Karma and the Constitution

Since when does the U.S. kill its own citizens on the basis of secret memos?

In September of last year, 16-year-old Abdulrahman al-Awlaki ran away from his family’s home in Yemen’s capital of Sanaa to be with his father, al-Qaida operative Anwar al-Awlaki. A few days later the elder al-Awlaki was killed in a CIA drone strike, along with Samir Khan, an al-Qaida propagandist.

A few weeks later Abdulrahman and his 17-year-old Yemini cousin were among a group of older men killed in a drone strike.

Like his father, Abdulrahman was a U.S. citizen, as was Khan. Unlike his father, he and Khan had never done anything that might have been illegal in the United States.

Nevertheless, as The New York Times revealed last week, that second drone strike was ordered by President Obama—though there was nothing to indicate that he knew two children were among the targets.

Like many liberals, I’m deeply troubled by the use of targeted assassination, especially when the targets include U.S. citizens. I understand the president’s worries, however. It was Anwar al-Awlaki, after all, who trained Umar Farouk Abdulmutallab, the so-called “underwear bomber,” who had he been successful would have killed more than 100 people. And al-Awlaki apparently had a role in the murder of 13 people at Ft. Hood, Texas, and in training the Times Square bomber, as well.

I also appreciate that the president is assuming personal responsibility for the targeting decisions. He understands the terrible moral complexity of the situation and doesn’t want others to feel responsible for the deaths, especially if the dead turn out to be innocent people, as many have.

War is always horrible.
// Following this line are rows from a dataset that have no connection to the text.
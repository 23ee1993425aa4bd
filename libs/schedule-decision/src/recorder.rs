//! Last scheduling error of requests that are waiting for resources.

use std::collections::HashMap;
use std::sync::{Arc, Mutex};

use fnsched_model::Status;

use crate::item::lock;

/// Shared record of why suspended requests could not be placed yet.
///
/// Cloning shares the underlying map, so the service can answer queries
/// while the scheduler records.
#[derive(Debug, Clone, Default)]
pub struct ScheduleRecorder {
    errors: Arc<Mutex<HashMap<String, Status>>>,
}

impl ScheduleRecorder {
    pub fn new() -> Self {
        Self::default()
    }

    pub fn record_schedule_err(&self, request_id: &str, status: Status) {
        lock(&self.errors).insert(request_id.to_string(), status);
    }

    pub fn try_query_schedule_err(&self, request_id: &str) -> Option<Status> {
        lock(&self.errors).get(request_id).cloned()
    }

    pub fn erase_schedule_err(&self, request_id: &str) {
        lock(&self.errors).remove(request_id);
    }

    pub fn len(&self) -> usize {
        lock(&self.errors).len()
    }

    pub fn is_empty(&self) -> bool {
        lock(&self.errors).is_empty()
    }
}

#[cfg(test)]
mod tests {
    use super::*;
    use fnsched_model::StatusCode;

    #[test]
    fn test_record_query_erase() {
        let recorder = ScheduleRecorder::new();
        let shared = recorder.clone();
        recorder.record_schedule_err("req-1", Status::new(StatusCode::ResourceNotEnough, "CPU: Not Enough"));
        assert_eq!(
            shared.try_query_schedule_err("req-1").unwrap().code,
            StatusCode::ResourceNotEnough
        );
        shared.erase_schedule_err("req-1");
        assert!(recorder.try_query_schedule_err("req-1").is_none());
        assert!(recorder.is_empty());
    }
}
//! Label affinity evaluation.
//!
//! Pure functions over a [`LabelMap`] and a [`Selector`]. Scores come from
//! sub-condition weights: the first satisfied sub-condition wins, so earlier
//! sub-conditions outrank later ones regardless of weight magnitude.

use fnsched_model::{InstanceInfo, LabelExpression, LabelMap, LabelOperator, Selector};
use tracing::trace;

/// Score of a selector nobody satisfied.
pub const ZERO_SCORE: i64 = 0;

fn is_label_in_values(labels: &LabelMap, key: &str, values: &[String]) -> bool {
    labels
        .values(key)
        .is_some_and(|recorded| values.iter().any(|value| recorded.contains_key(value)))
}

/// Evaluate one expression. An expression without an operator matches.
pub fn is_match_label_expression(labels: &LabelMap, expression: &LabelExpression) -> bool {
    match &expression.op {
        Some(LabelOperator::In(values)) => is_label_in_values(labels, &expression.key, values),
        Some(LabelOperator::NotIn(values)) => !is_label_in_values(labels, &expression.key, values),
        Some(LabelOperator::Exists) => labels.contains_key(&expression.key),
        Some(LabelOperator::NotExist) => !labels.contains_key(&expression.key),
        None => true,
    }
}

pub fn is_affinity_priority(selector: &Selector) -> bool {
    selector.condition.order_priority
}

/// Weight of the first sub-condition whose expressions all match (or, with
/// `anti`, whose conjunction fails). Zero when none qualifies.
pub fn get_affinity_score(unit_id: &str, selector: &Selector, labels: &LabelMap, anti: bool) -> i64 {
    for sub_condition in &selector.condition.sub_conditions {
        let matched = sub_condition
            .expressions
            .iter()
            .all(|expression| is_match_label_expression(labels, expression));
        if matched != anti {
            trace!(unit_id, weight = sub_condition.weight, anti, "Affinity sub-condition satisfied");
            return sub_condition.weight;
        }
    }
    ZERO_SCORE
}

pub fn affinity_scorer(unit_id: &str, selector: &Selector, labels: &LabelMap) -> i64 {
    get_affinity_score(unit_id, selector, labels, false)
}

pub fn anti_affinity_scorer(unit_id: &str, selector: &Selector, labels: &LabelMap) -> i64 {
    get_affinity_score(unit_id, selector, labels, true)
}

/// Conjunction of every expression of every sub-condition, inverted for
/// anti-affinity.
fn filter_required(selector: &Selector, labels: &LabelMap, anti: bool) -> bool {
    let matched = selector
        .condition
        .sub_conditions
        .iter()
        .flat_map(|sub_condition| sub_condition.expressions.iter())
        .all(|expression| is_match_label_expression(labels, expression));
    matched != anti
}

/// Priority selectors pass when any sub-condition scores; the others need
/// every expression to match.
pub fn required_affinity_filter(unit_id: &str, selector: &Selector, labels: &LabelMap) -> bool {
    if is_affinity_priority(selector) {
        return affinity_scorer(unit_id, selector, labels) != ZERO_SCORE;
    }
    filter_required(selector, labels, false)
}

pub fn required_anti_affinity_filter(unit_id: &str, selector: &Selector, labels: &LabelMap) -> bool {
    if is_affinity_priority(selector) {
        return anti_affinity_scorer(unit_id, selector, labels) != ZERO_SCORE;
    }
    filter_required(selector, labels, true)
}

fn is_priority(selector: &Option<Selector>) -> bool {
    selector.as_ref().is_some_and(is_affinity_priority)
}

/// Whether scoring can change the outcome for this instance at all.
pub fn need_affinity_scorer(instance: &InstanceInfo) -> bool {
    let affinity = instance.affinity();
    if let Some(instance_affinity) = &affinity.instance {
        if instance_affinity.preferred_affinity.is_some()
            || instance_affinity.preferred_anti_affinity.is_some()
            || is_priority(&instance_affinity.required_affinity)
            || is_priority(&instance_affinity.required_anti_affinity)
        {
            return true;
        }
    }
    if let Some(resource) = &affinity.resource {
        if resource.preferred_affinity.is_some()
            || resource.preferred_anti_affinity.is_some()
            || is_priority(&resource.required_affinity)
            || is_priority(&resource.required_anti_affinity)
        {
            return true;
        }
    }
    if let Some(inner) = &affinity.inner {
        let data = inner
            .data
            .as_ref()
            .is_some_and(|data| data.preferred_affinity.is_some());
        let preempt = inner.preempt.as_ref().is_some_and(|preempt| {
            preempt.preferred_affinity.is_some() || preempt.preferred_anti_affinity.is_some()
        });
        let group_lb = inner.group_lb.as_ref().is_some_and(|group_lb| {
            group_lb.preferred_affinity.is_some() || group_lb.preferred_anti_affinity.is_some()
        });
        if data || preempt || group_lb {
            return true;
        }
    }
    false
}

/// Whether the known-optimum shortcut applies: neither relaxed mode nor
/// top-down scheduling is active.
pub fn need_optimal_affinity_check(is_relaxed: bool, is_top_down_scheduling: bool) -> bool {
    !is_relaxed && !is_top_down_scheduling
}

/// Whether the instance carries any hard label constraint.
pub fn need_label_filter(instance: &InstanceInfo) -> bool {
    let affinity = instance.affinity();
    if affinity.instance.as_ref().is_some_and(|instance_affinity| {
        instance_affinity.required_affinity.is_some() || instance_affinity.required_anti_affinity.is_some()
    }) {
        return true;
    }
    if affinity.resource.as_ref().is_some_and(|resource| {
        resource.required_affinity.is_some() || resource.required_anti_affinity.is_some()
    }) {
        return true;
    }
    let Some(inner) = &affinity.inner else {
        return false;
    };
    inner
        .pending
        .as_ref()
        .is_some_and(|pending| !pending.resources.is_empty())
        || inner
            .rgroup
            .as_ref()
            .is_some_and(|rgroup| rgroup.required_affinity.is_some())
        || inner
            .group_lb
            .as_ref()
            .is_some_and(|group_lb| group_lb.required_anti_affinity.is_some())
}
//! Where the scheduler gets its resource view from.

use std::path::{Path, PathBuf};
use std::sync::{PoisonError, RwLock};

use anyhow::{Context, Result};
use fnsched_model::ResourceViewInfo;
use tracing::debug;

/// Latest resource-view snapshot, fetched before a consumer round that
/// follows a resource update.
pub trait ResourceViewSource: Send + Sync {
    fn latest(&self) -> Result<ResourceViewInfo>;
}

/// Parse a TOML resource-view snapshot.
pub fn parse_snapshot(raw: &str) -> Result<ResourceViewInfo> {
    toml::from_str(raw).context("invalid resource view snapshot")
}

pub fn load_snapshot(path: &Path) -> Result<ResourceViewInfo> {
    let raw = std::fs::read_to_string(path)
        .with_context(|| format!("failed to read resource view {}", path.display()))?;
    parse_snapshot(&raw).with_context(|| format!("in {}", path.display()))
}

/// A snapshot held in memory and replaced by its owner.
#[derive(Debug, Default)]
pub struct StaticResourceView {
    view: RwLock<ResourceViewInfo>,
}

impl StaticResourceView {
    pub fn new(view: ResourceViewInfo) -> Self {
        Self {
            view: RwLock::new(view),
        }
    }

    pub fn replace(&self, view: ResourceViewInfo) {
        *self.view.write().unwrap_or_else(PoisonError::into_inner) = view;
    }
}

impl ResourceViewSource for StaticResourceView {
    fn latest(&self) -> Result<ResourceViewInfo> {
        Ok(self.view.read().unwrap_or_else(PoisonError::into_inner).clone())
    }
}

/// A snapshot file, re-read on every fetch.
#[derive(Debug, Clone)]
pub struct TomlFileSource {
    path: PathBuf,
}

impl TomlFileSource {
    pub fn new(path: impl Into<PathBuf>) -> Self {
        Self { path: path.into() }
    }
}

impl ResourceViewSource for TomlFileSource {
    fn latest(&self) -> Result<ResourceViewInfo> {
        let view = load_snapshot(&self.path)?;
        debug!(
            path = %self.path.display(),
            fragments = view.resource_unit.fragments.len(),
            "Loaded resource view"
        );
        Ok(view)
    }
}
Innocent people always die. During World War II, both Germany and the United States purposely killed civilians by the thousands in an effort to demoralize their enemies.

Good people can and will disagree on whether the president is doing the right thing to protect the American people while causing the fewest number of casualties. America’s experience in Iraq, where 4,409 U.S. military and 100,000 to 150,000 Iraqis died, suggests that far more people would perish if the United States invaded Yemen, or any other country, to ferret out terrorists.

A more difficult question to answer is: Is it legal to secretly target and kill American citizens living in countries with which we are not at war? The president says a legal opinion prepared in secret by his Department of Justice holds that it is—that the Fifth Amendment’s due-process requirements “could be satisfied by internal deliberations in the executive branch,” according to the Times.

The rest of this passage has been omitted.